Суд над победителем - Олег Курылев
Шрифт:
Интервал:
Закладка:
Узнав об этом, многие немцы окончательно потеряли надежду. Тем не менее массовая голодовка была продолжена. Некоторые, посчитав, что калек выдавать не станут, занялись членовредительством. В ход пошли камни и топоры, которыми, в основном, калечились нижние конечности. В серьезных случаях увечных отправляли в городской госпиталь, и, когда их уносили на носилках к санитарному автобусу, многие считали, что им удалось-таки обмануть судьбу. Отдельная группа в Ринкабю приступила к рытью подземного тоннеля, смутно представляя себе, что будет делать, выбравшись за колючую проволоку.
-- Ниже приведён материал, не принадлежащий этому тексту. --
//! Whole-pipeline tests: load → render → threshold → reconcile → cache.

mod common;

use common::RecordingDispatcher;
use egil_scim_client::cache::codec;
use egil_scim_client::{
    resolve_plugins, run_with, AppConfig, AuditLogger, JsonFileLoader, Renderer, RunOptions,
    SyncError,
};
use serde_json::json;
use std::io::Write;
use std::path::Path;
use std::sync::{Arc, Mutex};
use tempfile::TempDir;

fn make_config(dir: &Path, extra: &str) -> AppConfig {
    let text = format!(
        r#"
            scim-url = "https://scim.example.com"
            cache-file = "objects.cache"
            scim-type-send-order = ["Student"]
            {extra}

            [types.Student]
            unique-identifier = "GUID"
            scim-url-endpoint = "Users"
            scim-json-template = '{{"externalId": "${{GUID}}", "userName": "${{userName}}"}}'
        "#
    );
    AppConfig::parse(&text, dir.to_path_buf()).unwrap()
}

fn student_loader(students: &[(&str, &str)]) -> JsonFileLoader {
    let entries: Vec<serde_json::Value> = students
        .iter()
        .map(|(uid, name)| json!({"GUID": uid, "userName": name}))
        .collect();
    JsonFileLoader::from_value(json!({ "Student": entries })).unwrap()
}

fn run(
    config: &AppConfig,
    students: &[(&str, &str)],
    dispatcher: &mut RecordingDispatcher,
    options: &RunOptions,
) -> Result<(), SyncError> {
    let mut loader = student_loader(students);
    let plugins = resolve_plugins(&config.plugins).unwrap();
    let mut renderer = Renderer::new(config.escape_template_values, plugins);
    let mut audit = AuditLogger::disabled();
    run_with(
        config,
        &mut loader,
        &mut renderer,
        dispatcher,
        &mut audit,
        options,
    )
}

fn cache_bytes(config: &AppConfig) -> Vec<u8> {
    std::fs::read(config.resolve_path(Path::new("objects.cache"))).unwrap_or_default()
}

#[test]
fn cold_start_creates_every_user() {
    let dir = TempDir::new().unwrap();
    let config = make_config(dir.path(), "");
    let mut dispatcher = RecordingDispatcher::new();

    run(
        &config,
        &[("u1", "a"), ("u2", "b"), ("u3", "c")],
        &mut dispatcher,
        &RunOptions::default(),
    )
    .unwrap();

    assert_eq!(dispatcher.call_count(), 3);
    assert!(dispatcher.calls.iter().all(|c| c.starts_with("create Users")));

    let cached = codec::read(&config.resolve_path(Path::new("objects.cache"))).unwrap();
    assert_eq!(cached.len(), 3);
    assert!(cached.contains("u1") && cached.contains("u2") && cached.contains("u3"));
}

#[test]
fn identical_second_run_is_idempotent() {
    let dir = TempDir::new().unwrap();
    let config = make_config(dir.path(), "");
    let students = [("u1", "a"), ("u2", "b")];

    let mut first = RecordingDispatcher::new();
    run(&config, &students, &mut first, &RunOptions::default()).unwrap();
    let bytes_after_first = cache_bytes(&config);

    let mut second = RecordingDispatcher::new();
    run(&config, &students, &mut second, &RunOptions::default()).unwrap();

    assert_eq!(second.call_count(), 0);
    // Deterministic: the rewritten cache is byte-identical.
    assert_eq!(cache_bytes(&config), bytes_after_first);
}

#[test]
fn update_create_delete_mix() {
    let dir = TempDir::new().unwrap();
    let config = make_config(dir.path(), "");

    let mut seed = RecordingDispatcher::new();
    run(
        &config,
        &[("u1", "a"), ("u2", "b")],
        &mut seed,
        &RunOptions::default(),
    )
    .unwrap();

    let mut dispatcher = RecordingDispatcher::new();
    run(
        &config,
        &[("u1", "a2"), ("u3", "c")],
        &mut dispatcher,
        &RunOptions::default(),
    )
    .unwrap();

    assert_eq!(
        dispatcher.calls,
        [
            "update Users u1".to_string(),
            "create Users u3".to_string(),
            "delete Users u2".to_string(),
        ]
    );

    let cached = codec::read(&config.resolve_path(Path::new("objects.cache"))).unwrap();
    assert_eq!(cached.len(), 2);
    assert!(cached.get("u1").unwrap().json().contains("a2"));
    assert!(cached.contains("u3"));
    assert!(!cached.contains("u2"));
}

#[test]
fn failed_delete_is_retained_and_retried() {
    let dir = TempDir::new().unwrap();
    let config = make_config(dir.path(), "");

    let mut seed = RecordingDispatcher::new();
    run(&config, &[("u1", "x")], &mut seed, &RunOptions::default()).unwrap();

    // Delete fails with a 500: the record stays cached.
    let mut failing = RecordingDispatcher::new();
    failing.delete_failures.insert("u1".to_string(), 500);
    run(&config, &[], &mut failing, &RunOptions::default()).unwrap();

    let cached = codec::read(&config.resolve_path(Path::new("objects.cache"))).unwrap();
    assert!(cached.contains("u1"));

    // Next run retries the delete; on success the record is gone.
    let mut retry = RecordingDispatcher::new();
    run(&config, &[], &mut retry, &RunOptions::default()).unwrap();
    assert_eq!(retry.calls, ["delete Users u1".to_string()]);

    let cached = codec::read(&config.resolve_path(Path::new("objects.cache"))).unwrap();
    assert!(cached.is_empty());
}

#[test]
fn tripped_threshold_leaves_cache_untouched_and_sends_nothing() {
    let dir = TempDir::new().unwrap();
    let config = make_config(dir.path(), "");

    let seed_students: Vec<(String, String)> = (0..10)
        .map(|i| (format!("u{i}"), format!("name{i}")))
        .collect();
    let seed_refs: Vec<(&str, &str)> = seed_students
        .iter()
        .map(|(uid, name)| (uid.as_str(), name.as_str()))
        .collect();
    let mut seed = RecordingDispatcher::new();
    run(&config, &seed_refs, &mut seed, &RunOptions::default()).unwrap();
    let bytes_before = cache_bytes(&config);

    let guarded = make_config(
        dir.path(),
        r#"
            [types.Object]
            threshold = 5
        "#,
    );
    let mut dispatcher = RecordingDispatcher::new();
    let error = run(
        &guarded,
        &[("u1", "name1")],
        &mut dispatcher,
        &RunOptions::default(),
    )
    .unwrap_err();

    assert!(matches!(error, SyncError::Threshold(_)));
    assert_eq!(dispatcher.call_count(), 0);
    assert_eq!(cache_bytes(&guarded), bytes_before);
}

#[test]
fn multi_byte_json_round_trips_and_stays_quiet() {
    let dir = TempDir::new().unwrap();
    let config = make_config(dir.path(), "");
    let students = [("u1", "Åström")];

    let mut first = RecordingDispatcher::new();
    run(&config, &students, &mut first, &RunOptions::default()).unwrap();

    let cached = codec::read(&config.resolve_path(Path::new("objects.cache"))).unwrap();
    assert!(cached.get("u1").unwrap().json().contains("Åström"));

    let mut second = RecordingDispatcher::new();
    run(&config, &students, &mut second, &RunOptions::default()).unwrap();
    assert_eq!(second.call_count(), 0);
}

#[test]
fn rebuild_mode_recreates_current_and_drops_the_rest() {
    let dir = TempDir::new().unwrap();
    let config = make_config(dir.path(), "");

    let mut seed = RecordingDispatcher::new();
    run(
        &config,
        &[("u1", "a"), ("u2", "b")],
        &mut seed,
        &RunOptions::default(),
    )
    .unwrap();

    let mut dispatcher = RecordingDispatcher::new();
    let options = RunOptions {
        rebuild_cache: true,
        ..Default::default()
    };
    run(
        &config,
        &[("u1", "a2"), ("u3", "c")],
        &mut dispatcher,
        &options,
    )
    .unwrap();

    assert_eq!(
        dispatcher.calls,
        [
            "create Users u1".to_string(),
            "create Users u3".to_string(),
        ]
    );

    let cached = codec::read(&config.resolve_path(Path::new("objects.cache"))).unwrap();
    assert_eq!(cached.len(), 2);
    assert!(cached.contains("u1") && cached.contains("u3"));
    assert!(!cached.contains("u2"));
}

#[test]
fn transport_failure_aborts_without_touching_the_cache() {
    let dir = TempDir::new().unwrap();
    let config = make_config(dir.path(), "");

    let mut seed = RecordingDispatcher::new();
    run(&config, &[("u1", "a")], &mut seed, &RunOptions::default()).unwrap();
    let bytes_before = cache_bytes(&config);

    let mut dispatcher = RecordingDispatcher::new();
    dispatcher.fail_transport = true;
    let error = run(
        &config,
        &[("u1", "changed")],
        &mut dispatcher,
        &RunOptions::default(),
    )
    .unwrap_err();

    assert!(matches!(error, SyncError::Transport(_)));
    assert_eq!(cache_bytes(&config), bytes_before);
}

#[test]
fn audit_journal_records_every_operation() {
    #[derive(Clone)]
    struct Shared(Arc<Mutex<Vec<u8>>>);

    impl Write for Shared {
        fn write(&mut self, buf: &[u8]) -> std::io::Result<usize> {
            self.0.lock().unwrap().extend_from_slice(buf);
            Ok(buf.len())
        }
        fn flush(&mut self) -> std::io::Result<()> {
            Ok(())
        }
    }

    let dir = TempDir::new().unwrap();
    let config = make_config(dir.path(), "");
    let buffer = Shared(Arc::new(Mutex::new(Vec::new())));

    let mut loader = student_loader(&[("u1", "anna")]);
    let mut renderer = Renderer::new(true, Vec::new());
    let mut dispatcher = RecordingDispatcher::new();
    let mut audit = AuditLogger::to_writer(Box::new(buffer.clone()));
    run_with(
        &config,
        &mut loader,
        &mut renderer,
        &mut dispatcher,
        &mut audit,
        &RunOptions::default(),
    )
    .unwrap();

    let journal = String::from_utf8(buffer.0.lock().unwrap().clone()).unwrap();
    let lines: Vec<&str> = journal.lines().collect();
    assert_eq!(lines.len(), 1);
    assert!(lines[0].contains("Created Student anna (u1)"));
}

#[test]
fn block_plugin_drops_objects_and_keeps_cached_ones() {
    let dir = TempDir::new().unwrap();
    let config = make_config(dir.path(), "");

    // Seed the cache without any plugin.
    let mut seed = RecordingDispatcher::new();
    run(&config, &[("u1", "anna")], &mut seed, &RunOptions::default()).unwrap();

    // Students render under the User endpoint type; blocking it drops every
    // object before dispatch, and the cached renderings are neither sent
    // nor deleted.
    let blocking = make_config(dir.path(), r#"plugins = ["block:User"]"#);
    let mut dispatcher = RecordingDispatcher::new();
    run(
        &blocking,
        &[("u1", "anna"), ("u2", "berit")],
        &mut dispatcher,
        &RunOptions::default(),
    )
    .unwrap();

    assert_eq!(dispatcher.call_count(), 0);
    let cached = codec::read(&config.resolve_path(Path::new("objects.cache"))).unwrap();
    assert!(cached.contains("u1"));
    assert!(!cached.contains("u2"));
}

#[test]
fn process_plugin_transforms_dispatched_and_cached_json() {
    let dir = TempDir::new().unwrap();
    let config = make_config(dir.path(), r#"plugins = ["compact-json"]"#);

    let mut dispatcher = RecordingDispatcher::new();
    run(&config, &[("u1", "anna")], &mut dispatcher, &RunOptions::default()).unwrap();

    assert_eq!(dispatcher.calls, ["create Users u1".to_string()]);
    let cached = codec::read(&config.resolve_path(Path::new("objects.cache"))).unwrap();
    // The template's spacing is gone; members come back in serde_json's
    // sorted order.
    assert_eq!(
        cached.get("u1").unwrap().json(),
        r#"{"externalId":"u1","userName":"anna"}"#
    );
}

#[test]
fn skip_load_excludes_a_type_from_the_run() {
    let dir = TempDir::new().unwrap();
    let config = make_config(dir.path(), "");

    let mut dispatcher = RecordingDispatcher::new();
    let options = RunOptions {
        skip_types: vec!["Student".to_string()],
        ..Default::default()
    };
    run(&config, &[("u1", "a")], &mut dispatcher, &options).unwrap();

    assert_eq!(dispatcher.call_count(), 0);
    let cached = codec::read(&config.resolve_path(Path::new("objects.cache"))).unwrap();
    assert!(cached.is_empty());
}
Все их надежды основывались на сочувственном отношении к ним местного населения. От охранников-полицейских не ускользнули косвенные признаки такой деятельности. Они бродили по лагерю в сопровождении немецких овчарок, но те часто натыкались на рассыпанный табак или перец, фыркали и отказывались брать след.
— Генрих, что лучше: разрубить себе ступню топором или записаться в группу добровольной децимации? — тихо спросил как-то вечером Гроппнер, сидя на своей койке. — В первом случае, спасая только себя, на всю жизнь станешь хромоногим, во втором — ты борешься за всех и, если повезет, сохранишь здоровье.
— Что за группа? — Алекс свесил голову сверху.
— Там уже около ста человек. Нужно еще хотя бы столько же. Потом будут тянуть жребий; кому выпадет — должен покончить с собой. Каждый десятый. Как в обесчестившем себя римском легионе.
— Что за бред? Надеюсь, ты еще никуда не записался?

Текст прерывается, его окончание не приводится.